Ce que les chiffres prouvent et ne prouvent pas
Les hausses de surveillance peuvent parfois refléter un meilleur dépistage plutôt qu’une aggravation de la propagation, mais le texte source fourni souligne une transmission durable dans plusieurs pays et une tendance sur plus d’une décennie à la hausse des notifications. C’est un contexte essentiel. Il ne s’agit pas de bonds isolés sans base historique. La direction est à la hausse depuis des années, et l’augmentation de la syphilis congénitale renforce l’idée que le fardeau de santé publique est bien réel, et non un simple bruit statistique.
Dans le même temps, les cas déclarés restent influencés par l’intensité du dépistage, la rapidité du diagnostic et la régularité des enregistrements. Cela signifie que les totaux doivent être lus comme des indicateurs d’une tendance grave, et non comme une mesure exhaustive de chaque infection. Même ainsi, lorsque le fardeau déclaré atteint des niveaux records, les systèmes de santé publique ne peuvent pas se permettre d’attendre une mesure parfaite avant d’agir.
Le message de prévention reste simple, mais sa mise en œuvre ne l’est pas
Le texte source cite Bruno Ciancio de l’ECDC, qui appelle à des mesures de protection simples : utilisation du préservatif avec de nouveaux partenaires ou des partenaires multiples, et dépistage en présence de symptômes tels que douleur, écoulement ou ulcérations. Ce conseil demeure fondamental, car les IST bactériennes sont souvent détectables et traitables, et parce que la prévention au niveau individuel reste essentielle. Mais les données suggèrent que l’écart ne relève plus seulement de la communication.

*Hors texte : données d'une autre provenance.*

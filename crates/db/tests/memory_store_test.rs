use std::sync::Arc;

use chrono::{DateTime, Duration, Utc};
use lessonsync_core::errors::StudioError;
use lessonsync_core::models::lesson::LessonType;
use lessonsync_core::models::reservation::ReservationStatus;
use lessonsync_db::mock::MemoryStore;
use lessonsync_db::models::LessonUpsert;
use lessonsync_db::store::StudioStore;
use pretty_assertions::assert_eq;
use uuid::Uuid;

fn lesson_upsert(event_id: &str, capacity: i32, start: DateTime<Utc>) -> LessonUpsert {
    LessonUpsert {
        external_event_id: event_id.to_string(),
        title: "パワーヨガ".to_string(),
        instructor_name: "Tetsu".to_string(),
        difficulty: "中級クラス".to_string(),
        capacity,
        lesson_type: LessonType::Normal,
        start_time: start,
        end_time: start + Duration::hours(1),
        description: None,
    }
}

async fn seed_lesson(store: &MemoryStore, capacity: i32, start: DateTime<Utc>) -> Uuid {
    store
        .upsert_lesson(&lesson_upsert("evt-1", capacity, start))
        .await
        .unwrap()
        .id
}

async fn seed_member(store: &MemoryStore, name: &str) -> Uuid {
    store
        .create_member(name, &format!("{name}@example.com"))
        .await
        .unwrap()
        .id
}

#[tokio::test]
async fn test_concurrent_bookings_never_exceed_capacity() {
    let store = Arc::new(MemoryStore::new());
    let now = Utc::now();
    let lesson_id = seed_lesson(&store, 3, now + Duration::days(1)).await;

    let mut members = Vec::new();
    for i in 0..5 {
        members.push(seed_member(&store, &format!("member{i}")).await);
    }

    let mut handles = Vec::new();
    for member_id in members {
        let store = Arc::clone(&store);
        handles.push(tokio::spawn(async move {
            store.create_reservation(lesson_id, member_id, now).await
        }));
    }

    let mut ok = 0;
    let mut full = 0;
    for handle in handles {
        match handle.await.unwrap() {
            Ok(_) => ok += 1,
            Err(StudioError::LessonFull) => full += 1,
            Err(other) => panic!("unexpected booking failure: {other}"),
        }
    }

    assert_eq!(ok, 3);
    assert_eq!(full, 2);
    assert_eq!(store.reservation_count(lesson_id).await, 3);
}

#[tokio::test]
async fn test_duplicate_booking_rejected() {
    let store = MemoryStore::new();
    let now = Utc::now();
    let lesson_id = seed_lesson(&store, 10, now + Duration::days(1)).await;
    let member_id = seed_member(&store, "hanako").await;

    store
        .create_reservation(lesson_id, member_id, now)
        .await
        .unwrap();
    let err = store
        .create_reservation(lesson_id, member_id, now)
        .await
        .unwrap_err();

    assert!(matches!(err, StudioError::AlreadyReserved));
    assert_eq!(store.reservation_count(lesson_id).await, 1);
}

#[tokio::test]
async fn test_cancellation_frees_a_seat_immediately() {
    let store = MemoryStore::new();
    let now = Utc::now();
    let lesson_id = seed_lesson(&store, 1, now + Duration::days(1)).await;
    let first = seed_member(&store, "first").await;
    let second = seed_member(&store, "second").await;

    let reservation = store.create_reservation(lesson_id, first, now).await.unwrap();
    let err = store
        .create_reservation(lesson_id, second, now)
        .await
        .unwrap_err();
    assert!(matches!(err, StudioError::LessonFull));

    store.delete_reservation(reservation.id).await.unwrap();
    store.create_reservation(lesson_id, second, now).await.unwrap();
    assert_eq!(store.reservation_count(lesson_id).await, 1);
}

#[tokio::test]
async fn test_booking_inside_cutoff_window_fails() {
    let store = MemoryStore::new();
    let now = Utc::now();
    let lesson_id = seed_lesson(&store, 10, now + Duration::minutes(30)).await;
    let member_id = seed_member(&store, "latecomer").await;

    let err = store
        .create_reservation(lesson_id, member_id, now)
        .await
        .unwrap_err();
    assert!(matches!(err, StudioError::WindowClosed));
}

#[tokio::test]
async fn test_personal_lesson_rejects_direct_booking() {
    let store = MemoryStore::new();
    let now = Utc::now();
    let mut up = lesson_upsert("evt-personal", 1, now + Duration::days(1));
    up.lesson_type = LessonType::Personal;
    let lesson_id = store.upsert_lesson(&up).await.unwrap().id;
    let member_id = seed_member(&store, "hanako").await;

    let err = store
        .create_reservation(lesson_id, member_id, now)
        .await
        .unwrap_err();
    assert!(matches!(err, StudioError::NotBookable(_)));
}

#[tokio::test]
async fn test_cancel_missing_reservation_is_not_found() {
    let store = MemoryStore::new();
    let err = store.delete_reservation(Uuid::new_v4()).await.unwrap_err();
    assert!(matches!(err, StudioError::NotFound(_)));
}

#[tokio::test]
async fn test_upsert_preserves_identity_across_runs() {
    let store = MemoryStore::new();
    let now = Utc::now();
    let start = now + Duration::days(1);

    let first = store
        .upsert_lesson(&lesson_upsert("evt-1", 10, start))
        .await
        .unwrap();
    let mut changed = lesson_upsert("evt-1", 12, start);
    changed.title = "アロマヨガ".to_string();
    let second = store.upsert_lesson(&changed).await.unwrap();

    assert_eq!(first.id, second.id);
    assert_eq!(second.capacity, 12);
    assert_eq!(second.title, "アロマヨガ");
    assert_eq!(store.all_lessons().await.len(), 1);
}

#[tokio::test]
async fn test_lesson_delete_cascades_to_reservations() {
    let store = MemoryStore::new();
    let now = Utc::now();
    let lesson_id = seed_lesson(&store, 10, now + Duration::days(1)).await;
    let member_id = seed_member(&store, "hanako").await;
    store
        .create_reservation(lesson_id, member_id, now)
        .await
        .unwrap();

    assert!(store.delete_lesson_by_event_id("evt-1").await.unwrap());
    assert_eq!(store.reservation_count(lesson_id).await, 0);
    // Deleting again is idempotent, not an error.
    assert!(!store.delete_lesson_by_event_id("evt-1").await.unwrap());
}

#[tokio::test]
async fn test_scan_candidates_are_limited_to_the_day() {
    let store = MemoryStore::new();
    let now = Utc::now();
    let member_id = seed_member(&store, "hanako").await;

    let today = store
        .upsert_lesson(&lesson_upsert("evt-today", 10, now + Duration::hours(3)))
        .await
        .unwrap();
    let tomorrow = store
        .upsert_lesson(&lesson_upsert("evt-tomorrow", 10, now + Duration::days(2)))
        .await
        .unwrap();

    store.create_reservation(today.id, member_id, now).await.unwrap();
    store.create_reservation(tomorrow.id, member_id, now).await.unwrap();

    let candidates = store
        .find_scan_candidates(member_id, now, now + Duration::hours(12))
        .await
        .unwrap();
    assert_eq!(candidates.len(), 1);
    assert_eq!(candidates[0].lesson_id, today.id);
    assert_eq!(candidates[0].status, ReservationStatus::Confirmed);
    assert_eq!(candidates[0].member_name, "hanako");
}

#[tokio::test]
async fn test_set_attendance_round_trip() {
    let store = MemoryStore::new();
    let now = Utc::now();
    let lesson_id = seed_lesson(&store, 10, now + Duration::hours(3)).await;
    let member_id = seed_member(&store, "hanako").await;
    let reservation = store
        .create_reservation(lesson_id, member_id, now)
        .await
        .unwrap();

    store
        .set_attendance(reservation.id, ReservationStatus::Attended)
        .await
        .unwrap();
    let candidates = store
        .find_scan_candidates(member_id, now, now + Duration::hours(12))
        .await
        .unwrap();
    assert_eq!(candidates[0].status, ReservationStatus::Attended);

    // Staff correction back to confirmed.
    store
        .set_attendance(reservation.id, ReservationStatus::Confirmed)
        .await
        .unwrap();
    let candidates = store
        .find_scan_candidates(member_id, now, now + Duration::hours(12))
        .await
        .unwrap();
    assert_eq!(candidates[0].status, ReservationStatus::Confirmed);
}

L’accès au dépistage, la stigmatisation, le suivi, les tests répétés pendant la grossesse, la notification aux partenaires et la rapidité du traitement influencent tous la capacité des recommandations de santé publique à se traduire réellement par une baisse de la transmission. Une recommandation de dépistage n’est efficace que si les personnes peuvent facilement s’y conformer, faire confiance au processus, payer la consultation et recevoir rapidement un traitement si nécessaire. La hausse de la syphilis congénitale suggère que certains de ces maillons sont défaillants dans la pratique.
Un avertissement pour les systèmes de santé
Cet ensemble de chiffres doit être lu comme un avertissement systémique, pas seulement comme une mise à jour sur une infection. Il signale que les infrastructures de santé sexuelle pourraient être sous tension au moment même où la transmission reste active à travers l’Europe. Si les personnes ne comprennent pas leur risque, subissent des retards de diagnostic ou sortent des parcours de soins, les IST bactériennes peuvent continuer à se propager même lorsque les outils de contrôle sont bien connus.

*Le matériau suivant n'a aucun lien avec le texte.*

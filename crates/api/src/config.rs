//! # API Configuration Module
//!
//! This module handles loading and managing configuration for the LessonSync
//! API server. It retrieves configuration values from environment variables
//! and provides defaults where appropriate.
//!
//! ## Environment Variables
//!
//! The following environment variables are used:
//!
//! - `API_HOST`: The host address to bind the server to (default: "0.0.0.0")
//! - `API_PORT`: The port to listen on (default: 3000)
//! - `DATABASE_URL`: PostgreSQL connection string (required)
//! - `LOG_LEVEL`: Logging level (default: "info")
//! - `API_CORS_ORIGINS`: Comma-separated list of allowed CORS origins
//! - `API_REQUEST_TIMEOUT_SECONDS`: Request timeout (default: 30)
//! - `GOOGLE_CALENDAR_API_KEY`: API key for the studio calendar feed (required)
//! - `GOOGLE_CALENDAR_ID`: Calendar id the lessons are synced from (required)
//! - `STUDIO_UTC_OFFSET_HOURS`: The studio's fixed UTC offset (default: 9)

use eyre::{Result, WrapErr};
use lessonsync_core::studio::DEFAULT_UTC_OFFSET_HOURS;
use std::env;
use tracing::Level;

/// Configuration for the LessonSync API server
///
/// This struct encapsulates all configuration options for the API server,
/// including networking, database connections, and the calendar feed.
#[derive(Debug, Clone)]
pub struct ApiConfig {
    /// Host address for the API server (e.g., "127.0.0.1", "0.0.0.0")
    pub host: String,

    /// Port for the API server to listen on
    pub port: u16,

    /// PostgreSQL database connection string
    pub database_url: String,

    /// Log level for the application
    pub log_level: Level,

    /// CORS allowed origins (optional)
    pub cors_origins: Option<Vec<String>>,

    /// Request timeout in seconds
    pub request_timeout: u64,

    /// API key for the Google Calendar feed
    pub calendar_api_key: String,

    /// Id of the calendar the lesson catalog is synced from
    pub calendar_id: String,

    /// The studio's fixed UTC offset, in hours
    pub studio_utc_offset_hours: i32,
}

impl ApiConfig {
    /// Creates a new ApiConfig from environment variables
    ///
    /// This function loads configuration values from environment variables,
    /// providing sensible defaults where possible. DATABASE_URL and the
    /// calendar feed credentials are required and will cause an error if
    /// not set.
    pub fn from_env() -> Result<Self> {
        // Network settings
        let host = env::var("API_HOST").unwrap_or_else(|_| "0.0.0.0".to_string());
        let port = env::var("API_PORT")
            .unwrap_or_else(|_| "3000".to_string())
            .parse()
            .wrap_err("Invalid API_PORT value")?;

        // Database settings
        let database_url = env::var("DATABASE_URL")
            .wrap_err("DATABASE_URL environment variable must be set")?;

        // Logging settings
        let log_level = match env::var("LOG_LEVEL").unwrap_or_else(|_| "info".to_string()).as_str() {
            "trace" => Level::TRACE,
            "debug" => Level::DEBUG,
            "info" => Level::INFO,
            "warn" => Level::WARN,
            "error" => Level::ERROR,
            _ => Level::INFO,
        };

        // CORS settings
        let cors_origins = env::var("API_CORS_ORIGINS").ok().map(|origins| {
            origins.split(',').map(|s| s.trim().to_string()).collect()
        });

        // Performance settings
        let request_timeout = env::var("API_REQUEST_TIMEOUT_SECONDS")
            .unwrap_or_else(|_| "30".to_string())
            .parse()
            .unwrap_or(30);

        // Calendar feed settings
        let calendar_api_key = env::var("GOOGLE_CALENDAR_API_KEY")
            .wrap_err("GOOGLE_CALENDAR_API_KEY environment variable must be set")?;
        let calendar_id = env::var("GOOGLE_CALENDAR_ID")
            .wrap_err("GOOGLE_CALENDAR_ID environment variable must be set")?;

        // Studio locale
        let studio_utc_offset_hours = env::var("STUDIO_UTC_OFFSET_HOURS")
            .unwrap_or_else(|_| DEFAULT_UTC_OFFSET_HOURS.to_string())
            .parse()
            .wrap_err("Invalid STUDIO_UTC_OFFSET_HOURS value")?;

        Ok(Self {
            host,
            port,
            database_url,
            log_level,
            cors_origins,
            request_timeout,
            calendar_api_key,
            calendar_id,
            studio_utc_offset_hours,
        })
    }

    /// Returns the server address as a string
    pub fn server_addr(&self) -> String {
        format!("{}:{}", self.host, self.port)
    }
}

Ce qui rend ces nouvelles données particulièrement importantes est la combinaison d’ampleur et de conséquence. Gonorrhée, syphilis, chlamydia et LGV figurent toutes dans le tableau. Le fardeau touche différents groupes. Et les cas congénitaux montrent que les effets atteignent les nouveau-nés. C’est pourquoi le rapport compte au-delà des cercles épidémiologiques : il met en lumière un problème de santé publique évitable, de plus en plus difficile à reléguer au rang de simple tendance de fond.

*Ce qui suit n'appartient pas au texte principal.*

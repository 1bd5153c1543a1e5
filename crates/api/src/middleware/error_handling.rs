//! # Error Handling Middleware
//!
//! This module provides a standardized way to handle errors in the
//! LessonSync API. It maps domain-specific errors to appropriate HTTP
//! status codes and JSON error responses, ensuring a consistent error
//! handling experience across the entire API.
//!
//! Error bodies carry both a human-readable `error` message and a stable
//! machine-readable `code`, so clients can branch on the failure kind
//! (full lesson vs. duplicate booking, for instance) without parsing text.

use axum::{
    http::StatusCode,
    response::{IntoResponse, Response},
    Json,
};
use serde_json::json;
use lessonsync_core::errors::StudioError;

/// Application error wrapper that provides HTTP status code mapping
///
/// `AppError` wraps domain-specific `StudioError` instances and implements
/// `IntoResponse` to convert them into HTTP responses with appropriate
/// status codes and JSON payloads.
#[derive(Debug)]
pub struct AppError(pub StudioError);

/// Converts application errors to HTTP responses
///
/// This implementation maps each error type to the appropriate HTTP status
/// code and formats the error message and code into a JSON response body.
impl IntoResponse for AppError {
    fn into_response(self) -> Response {
        // Map error types to HTTP status codes
        let status = match &self.0 {
            StudioError::NotFound(_) => StatusCode::NOT_FOUND,
            StudioError::NoReservationToday => StatusCode::NOT_FOUND,
            StudioError::Validation(_) => StatusCode::BAD_REQUEST,
            StudioError::NotBookable(_) => StatusCode::UNPROCESSABLE_ENTITY,
            StudioError::WindowClosed => StatusCode::UNPROCESSABLE_ENTITY,
            StudioError::AlreadyReserved => StatusCode::CONFLICT,
            StudioError::LessonFull => StatusCode::CONFLICT,
            StudioError::AlreadyCheckedIn => StatusCode::CONFLICT,
            StudioError::Feed(_) => StatusCode::BAD_GATEWAY,
            StudioError::Database(_) => StatusCode::INTERNAL_SERVER_ERROR,
            StudioError::Internal(_) => StatusCode::INTERNAL_SERVER_ERROR,
        };

        // Get the error message and format as JSON
        let body = Json(json!({
            "error": self.0.to_string(),
            "code": self.0.code(),
        }));

        // Combine status code and JSON body into a response
        (status, body).into_response()
    }
}

/// Automatic conversion from StudioError to AppError
///
/// This implementation allows using `?` operator with functions that return
/// `Result<T, StudioError>` in handler functions that return
/// `Result<T, AppError>`.
impl From<StudioError> for AppError {
    fn from(err: StudioError) -> Self {
        AppError(err)
    }
}

/// Automatic conversion from eyre::Report to AppError
///
/// This implementation allows using `?` operator with functions that return
/// `Result<T, eyre::Report>` in handler functions that return
/// `Result<T, AppError>`. It wraps the eyre error in a
/// `StudioError::Database` variant.
impl From<eyre::Report> for AppError {
    fn from(err: eyre::Report) -> Self {
        AppError(StudioError::Database(err))
    }
}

La principale leçon du matériau fourni n’est pas que l’Europe manque de connaissances sur le contrôle des IST. C’est que les interventions connues ne sont pas appliquées avec suffisamment de portée ni de constance pour inverser la trajectoire. Des records après une décennie de hausse montrent qu’une réponse incrémentale ne suffit plus.
Cet article est basé sur un reportage de Medical Xpress. Lire l’article original.